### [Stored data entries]
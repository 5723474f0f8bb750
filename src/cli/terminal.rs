//! Line-oriented terminal I/O.
//!
//! [`Terminal`] is generic over its streams so the whole shell can be driven
//! from an in-memory buffer in tests.

use crate::cli::style::{self, Color};
use crate::config::AppConfig;
use crate::errors::{Error, Result};
use std::io::{BufRead, Write};
use std::str::FromStr;
use tracing::{debug, trace};

/// Message shown when a numeric prompt receives something unparsable
pub const INVALID_NUMBER: &str = "Invalid number, try again.";

/// Input and output streams plus the display settings that apply to them.
pub struct Terminal<R, W> {
    input: R,
    output: W,
    config: AppConfig,
}

impl<R: BufRead, W: Write> Terminal<R, W> {
    /// Wraps the given streams.
    #[must_use]
    pub const fn new(input: R, output: W, config: AppConfig) -> Self {
        Self {
            input,
            output,
            config,
        }
    }

    #[must_use]
    pub const fn config(&self) -> &AppConfig {
        &self.config
    }

    /// Gives the streams back, e.g. to inspect captured output.
    pub fn into_parts(self) -> (R, W) {
        (self.input, self.output)
    }

    /// Reads one line without its line terminator. `None` at end of input.
    ///
    /// # Errors
    /// Returns an error if reading from the input stream fails.
    pub fn read_line(&mut self) -> Result<Option<String>> {
        let mut buf = String::new();
        if self.input.read_line(&mut buf)? == 0 {
            debug!("Input reached end of stream");
            return Ok(None);
        }
        let line = buf.trim_end_matches(['\n', '\r']).to_string();
        trace!(line = %line, "Read input line");
        Ok(Some(line))
    }

    /// Prints `prompt` without a line break and flushes it.
    ///
    /// # Errors
    /// Returns an error if writing to the output stream fails.
    pub fn print_prompt(&mut self, prompt: &str) -> Result<()> {
        write!(self.output, "{prompt}")?;
        self.output.flush()?;
        Ok(())
    }

    /// Prints `prompt` and reads the answer.
    ///
    /// # Errors
    /// Returns [`Error::InputClosed`] at end of input, or an I/O error.
    pub fn prompt_line(&mut self, prompt: &str) -> Result<String> {
        self.print_prompt(prompt)?;
        self.read_line()?.ok_or(Error::InputClosed)
    }

    /// Prompts until the answer parses as `T`.
    ///
    /// # Errors
    /// Returns [`Error::InputClosed`] at end of input, or an I/O error.
    pub fn prompt_parsed<T: FromStr>(&mut self, prompt: &str) -> Result<T> {
        loop {
            let answer = self.prompt_line(prompt)?;
            if let Ok(value) = answer.trim().parse() {
                return Ok(value);
            }
            debug!(answer = %answer, "Rejected malformed number");
            self.say_colored(INVALID_NUMBER, Color::Red)?;
        }
    }

    /// Writes a line.
    ///
    /// # Errors
    /// Returns an error if writing to the output stream fails.
    pub fn say(&mut self, text: &str) -> Result<()> {
        writeln!(self.output, "{text}")?;
        Ok(())
    }

    /// Writes a line in `color` when colors are enabled.
    ///
    /// # Errors
    /// Returns an error if writing to the output stream fails.
    pub fn say_colored(&mut self, text: &str, color: Color) -> Result<()> {
        let painted = style::paint(text, color, self.config.use_color);
        self.say(&painted)
    }

    /// Clears the screen when enabled in the configuration.
    ///
    /// # Errors
    /// Returns an error if writing to the output stream fails.
    pub fn clear_screen(&mut self) -> Result<()> {
        if self.config.clear_screen {
            write!(self.output, "{}", style::CLEAR_SCREEN)?;
            self.output.flush()?;
        }
        Ok(())
    }

    /// Waits for Enter when enabled in the configuration. End of input counts as Enter.
    ///
    /// # Errors
    /// Returns an error if the streams fail.
    pub fn pause(&mut self) -> Result<()> {
        if !self.config.pause_after_action {
            return Ok(());
        }
        write!(self.output, "\nPress Enter to continue...")?;
        self.output.flush()?;
        self.read_line()?;
        Ok(())
    }
}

### [TASK GOAL]
Every one of the entries must be printed exactly.

### [WRITTEN SOLUTION]
repository 5723474f0f8bb750
filename src/cli/terminal.rs
//! Line-oriented terminal I/O.
//!
//! [`Terminal`] is generic over its streams so the whole shell can be driven
//! from an in-memory buffer in tests.

use crate::cli::style::{self, Color};
use crate::config::AppConfig;
use crate::errors::{Error, Result};
use std::io::{BufRead, Write};
use std::str::FromStr;
use tracing::{debug, trace};

/// Message shown when a numeric prompt receives something unparsable
pub const INVALID_NUMBER: &str = "Invalid number, try again.";

/// Input and output streams plus the display settings that apply to them.
pub struct Terminal<R, W> {
    input: R,
    output: W,
    config: AppConfig,
}

impl<R: BufRead, W: Write> Terminal<R, W> {
    /// Wraps the given streams.
    #[must_use]
    pub const fn new(input: R, output: W, config: AppConfig) -> Self {
        Self {
            input,
            output,
            config,
        }
    }

    #[must_use]
    pub const fn config(&self) -> &AppConfig {
        &self.config
    }

    /// Gives the streams back, e.g. to inspect captured output.
    pub fn into_parts(self) -> (R, W) {
        (self.input, self.output)
    }

    /// Reads one line without its line terminator. `None` at end of input.
    ///
    /// # Errors
    /// Returns an error if reading from the input stream fails.
    pub fn read_line(&mut self) -> Result<Option<String>> {
        let mut buf = String::new();
        if self.input.read_line(&mut buf)? == 0 {
            debug!("Input reached end of stream");
            return Ok(None);
        }
        let line = buf.trim_end_matches(['\n', '\r']).to_string();
        trace!(line = %line, "Read input line");
        Ok(Some(line))
    }

    /// Prints `prompt` without a line break and flushes it.
    ///
    /// # Errors
    /// Returns an error if writing to the output stream fails.
    pub fn print_prompt(&mut self, prompt: &str) -> Result<()> {
        write!(self.output, "{prompt}")?;
        self.output.flush()?;
        Ok(())
    }

    /// Prints `prompt` and reads the answer.
    ///
    /// # Errors
    /// Returns [`Error::InputClosed`] at end of input, or an I/O error.
    pub fn prompt_line(&mut self, prompt: &str) -> Result<String> {
        self.print_prompt(prompt)?;
        self.read_line()?.ok_or(Error::InputClosed)
    }

    /// Prompts until the answer parses as `T`.
    ///
    /// # Errors
    /// Returns [`Error::InputClosed`] at end of input, or an I/O error.
    pub fn prompt_parsed<T: FromStr>(&mut self, prompt: &str) -> Result<T> {
        loop {
            let answer = self.prompt_line(prompt)?;
            if let Ok(value) = answer.trim().parse() {
                return Ok(value);
            }
            debug!(answer = %answer, "Rejected malformed number");
            self.say_colored(INVALID_NUMBER, Color::Red)?;
        }
    }

    /// Writes a line.
    ///
    /// # Errors
    /// Returns an error if writing to the output stream fails.
    pub fn say(&mut self, text: &str) -> Result<()> {
        writeln!(self.output, "{text}")?;
        Ok(())
    }

    /// Writes a line in `color` when colors are enabled.
    ///
    /// # Errors
    /// Returns an error if writing to the output stream fails.
    pub fn say_colored(&mut self, text: &str, color: Color) -> Result<()> {
        let painted = style::paint(text, color, self.config.use_color);
        self.say(&painted)
    }

    /// Clears the screen when enabled in the configuration.
    ///
    /// # Errors
    /// Returns an error if writing to the output stream fails.
    pub fn clear_screen(&mut self) -> Result<()> {
        if self.config.clear_screen {
            write!(self.output, "{}", style::CLEAR_SCREEN)?;
            self.output.flush()?;
        }
        Ok(())
    }

    /// Waits for Enter when enabled in the configuration. End of input counts as Enter.
    ///
    /// # Errors
    /// Returns an error if the streams fail.
    pub fn pause(&mut self) -> Result<()> {
        if !self.config.pause_after_action {
            return Ok(());
        }
        write!(self.output, "\nPress Enter to continue...")?;
        self.output.flush()?;
        self.read_line()?;
        Ok(())
    }
}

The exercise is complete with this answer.